= Your instructions =
For each line below that holds the word "ConversationMemory", make a copy.

= Data under study =
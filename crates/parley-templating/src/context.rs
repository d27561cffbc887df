//! Builds the variable namespace templates see from a conversation's memory.

use parley_core::output::is_template_snapshot_key;
use parley_core::{ConversationMemory, ConversationStep, Result};
use serde_json::{Map, Value, json};

use crate::engine::TemplateContext;

const CONTEXT_PREFIX: &str = "context:";

/// Assembles the template context for a conversation.
pub trait ContextBuilder: Send + Sync {
    fn build(&self, memory: &ConversationMemory) -> Result<TemplateContext>;
}

/// Default [`ContextBuilder`].
///
/// Produces `conversationInfo`, `memory.current`, `memory.last`,
/// `memory.past`, `context` (latest `context:<name>` items across the history)
/// and `properties` (conversation properties).
#[derive(Debug, Clone, Copy, Default)]
pub struct MemoryItemConverter;

impl MemoryItemConverter {
    pub fn new() -> Self {
        Self
    }
}

impl ContextBuilder for MemoryItemConverter {
    fn build(&self, memory: &ConversationMemory) -> Result<TemplateContext> {
        let previous = memory.previous_steps();

        let last = previous.peek().map(step_results).unwrap_or_default();
        let past: Vec<Value> = previous
            .iter()
            .map(|step| Value::Object(step_results(step)))
            .collect();

        let mut context = TemplateContext::new();
        context.insert(
            "conversationInfo".to_string(),
            json!({
                "conversationId": memory.id(),
                "botId": memory.bot_id(),
                "botVersion": memory.bot_version(),
                "stepCount": memory.size(),
                "state": memory.conversation_state().to_string(),
            }),
        );
        context.insert(
            "memory".to_string(),
            json!({
                "current": step_results(memory.current_step()),
                "last": last,
                "past": past,
            }),
        );
        context.insert(
            "context".to_string(),
            Value::Object(latest_context_items(memory)),
        );
        context.insert(
            "properties".to_string(),
            Value::Object(memory.conversation_properties().to_value_map()),
        );
        Ok(context)
    }
}

/// Key to latest result of one step, without templating snapshots.
fn step_results(step: &ConversationStep) -> Map<String, Value> {
    step.keys()
        .into_iter()
        .filter(|key| !is_template_snapshot_key(key))
        .filter_map(|key| {
            step.get_data(key)
                .map(|data| (key.to_string(), data.result.clone()))
        })
        .collect()
}

/// `context:<name>` items across all steps; newer steps override older ones.
fn latest_context_items(memory: &ConversationMemory) -> Map<String, Value> {
    let mut items = Map::new();
    for step in memory.all_steps().iter() {
        for data in step.get_all_data(CONTEXT_PREFIX) {
            if let Some(name) = data.key.strip_prefix(CONTEXT_PREFIX) {
                items.insert(name.to_string(), data.result.clone());
            }
        }
    }
    items
}
//! Properties extracted from matched expressions.
//!
//! The expression-matching engine itself lives outside this crate; this module
//! only defines the boundary ([`PropertySetter`]) and the values it produces.

mod model;

pub use model::{ConversationProperties, Expression, Property, PropertyScope};

/// Extracts properties from the expressions matched for a step.
pub trait PropertySetter: Send + Sync {
    /// Returns the extracted properties in extraction order.
    fn extract_properties(&self, expressions: &[Expression]) -> Vec<Property>;
}
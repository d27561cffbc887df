//! Error types for the Parley dialog engine core.

use serde::{Deserialize, Serialize};
use thiserror::Error;

/// A shared error type for conversation memory and lifecycle operations.
///
/// Structural errors (`InvalidState`, `IndexOutOfRange`) are caller errors and
/// are surfaced immediately; nothing in the core retries them.
#[derive(Error, Debug, Clone, PartialEq, Eq, Serialize, Deserialize)]
pub enum MemoryError {
    /// The requested history transition is not possible in the current state
    /// (undo without previous steps, redo with an empty redo buffer).
    #[error("Invalid state: {0}")]
    InvalidState(String),

    /// Positional access outside the bounds of a step stack.
    #[error("Index {index} out of range for step stack of size {size}")]
    IndexOutOfRange { index: usize, size: usize },

    /// Serialization/deserialization error
    #[error("Serialization error: {format} - {message}")]
    Serialization {
        format: String, // "TOML", "JSON"
        message: String,
    },

    /// Configuration error
    #[error("Configuration error: {0}")]
    Config(String),

    /// A lifecycle task failed while processing a turn.
    #[error("Task '{task_id}' failed: {message}")]
    Task { task_id: String, message: String },
}

impl MemoryError {
    // ============================================================================
    // Constructor helpers
    // ============================================================================

    /// Creates an InvalidState error
    pub fn invalid_state(message: impl Into<String>) -> Self {
        Self::InvalidState(message.into())
    }

    /// Creates an IndexOutOfRange error
    pub fn index_out_of_range(index: usize, size: usize) -> Self {
        Self::IndexOutOfRange { index, size }
    }

    /// Creates a Config error
    pub fn config(message: impl Into<String>) -> Self {
        Self::Config(message.into())
    }

    /// Creates a Task error
    pub fn task(task_id: impl Into<String>, message: impl Into<String>) -> Self {
        Self::Task {
            task_id: task_id.into(),
            message: message.into(),
        }
    }

    // ============================================================================
    // Type checking methods
    // ============================================================================

    /// Check if this is an InvalidState error
    pub fn is_invalid_state(&self) -> bool {
        matches!(self, Self::InvalidState(_))
    }

    /// Check if this is an IndexOutOfRange error
    pub fn is_index_out_of_range(&self) -> bool {
        matches!(self, Self::IndexOutOfRange { .. })
    }

    /// Check if this is a serialization error
    pub fn is_serialization(&self) -> bool {
        matches!(self, Self::Serialization { .. })
    }

    /// Check if this is a task error
    pub fn is_task(&self) -> bool {
        matches!(self, Self::Task { .. })
    }
}

// ============================================================================
// From implementations for automatic conversion
// ============================================================================

impl From<serde_json::Error> for MemoryError {
    fn from(err: serde_json::Error) -> Self {
        Self::Serialization {
            format: "JSON".to_string(),
            message: err.to_string(),
        }
    }
}

impl From<toml::de::Error> for MemoryError {
    fn from(err: toml::de::Error) -> Self {
        Self::Serialization {
            format: "TOML".to_string(),
            message: err.to_string(),
        }
    }
}

/// A type alias for `Result<T, MemoryError>`.
pub type Result<T> = std::result::Result<T, MemoryError>;
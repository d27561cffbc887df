//! Keyed data items produced by lifecycle tasks.

use chrono::{DateTime, Utc};
use serde::de::DeserializeOwned;
use serde::{Deserialize, Serialize};
use serde_json::Value;

use crate::error::Result;

/// Separator between a key family and its suffixes (e.g. `output:html`).
pub const KEY_SEPARATOR: &str = ":";

/// A single keyed value written into a conversation step.
///
/// The payload is stored as a JSON value; callers know the expected shape per
/// key family and use [`Data::result_as`] for typed access.
#[derive(Debug, Clone, PartialEq, Serialize, Deserialize)]
#[serde(rename_all = "camelCase")]
pub struct Data {
    /// Namespaced key, e.g. `output`, `output:html`, `quickReplies`.
    pub key: String,
    /// The committed result. Tasks may overwrite it in place.
    pub result: Value,
    /// Alternative candidates considered while producing `result`.
    #[serde(default, skip_serializing_if = "Vec::is_empty")]
    pub possible_results: Vec<Value>,
    /// Creation time of the item.
    pub timestamp: DateTime<Utc>,
    /// Id of the lifecycle task that produced the item, if known.
    #[serde(default, skip_serializing_if = "Option::is_none")]
    pub origin_task_id: Option<String>,
    /// Whether the item is exposed to clients.
    #[serde(default)]
    pub public: bool,
}

impl Data {
    /// Creates a non-public item.
    pub fn new(key: impl Into<String>, result: impl Into<Value>) -> Self {
        Self {
            key: key.into(),
            result: result.into(),
            possible_results: Vec::new(),
            timestamp: Utc::now(),
            origin_task_id: None,
            public: false,
        }
    }

    /// Creates an item exposed to clients.
    pub fn new_public(key: impl Into<String>, result: impl Into<Value>) -> Self {
        Self {
            public: true,
            ..Self::new(key, result)
        }
    }

    /// Serializes `result` into a JSON payload.
    pub fn from_serializable<T: Serialize>(key: impl Into<String>, result: &T) -> Result<Self> {
        Ok(Self::new(key, serde_json::to_value(result)?))
    }

    /// Records the producing task.
    pub fn with_origin(mut self, task_id: impl Into<String>) -> Self {
        self.origin_task_id = Some(task_id.into());
        self
    }

    pub fn with_possible_results(mut self, possible_results: Vec<Value>) -> Self {
        self.possible_results = possible_results;
        self
    }

    /// Converts the payload into a typed value.
    ///
    /// The conversion works on a copy, so mutating the returned value never
    /// alters the stored item.
    pub fn result_as<T: DeserializeOwned>(&self) -> Result<T> {
        Ok(serde_json::from_value(self.result.clone())?)
    }

    /// Overwrites the payload in place.
    pub fn set_result(&mut self, result: impl Into<Value>) {
        self.result = result.into();
    }

    /// Returns true if the key equals `prefix` or starts with it.
    pub fn matches_prefix(&self, prefix: &str) -> bool {
        self.key.starts_with(prefix)
    }
}

/// Joins key segments with [`KEY_SEPARATOR`], e.g. `output` + `preTemplated`.
pub fn join_key(base: &str, suffix: &str) -> String {
    format!("{base}{KEY_SEPARATOR}{suffix}")
}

= Response =
use parley_core::{ConversationMemory, ConversationStep, Result};
    fn build(&self, memory: &ConversationMemory) -> Result<TemplateContext>;
    fn build(&self, memory: &ConversationMemory) -> Result<TemplateContext> {
fn latest_context_items(memory: &ConversationMemory) -> Map<String, Value> {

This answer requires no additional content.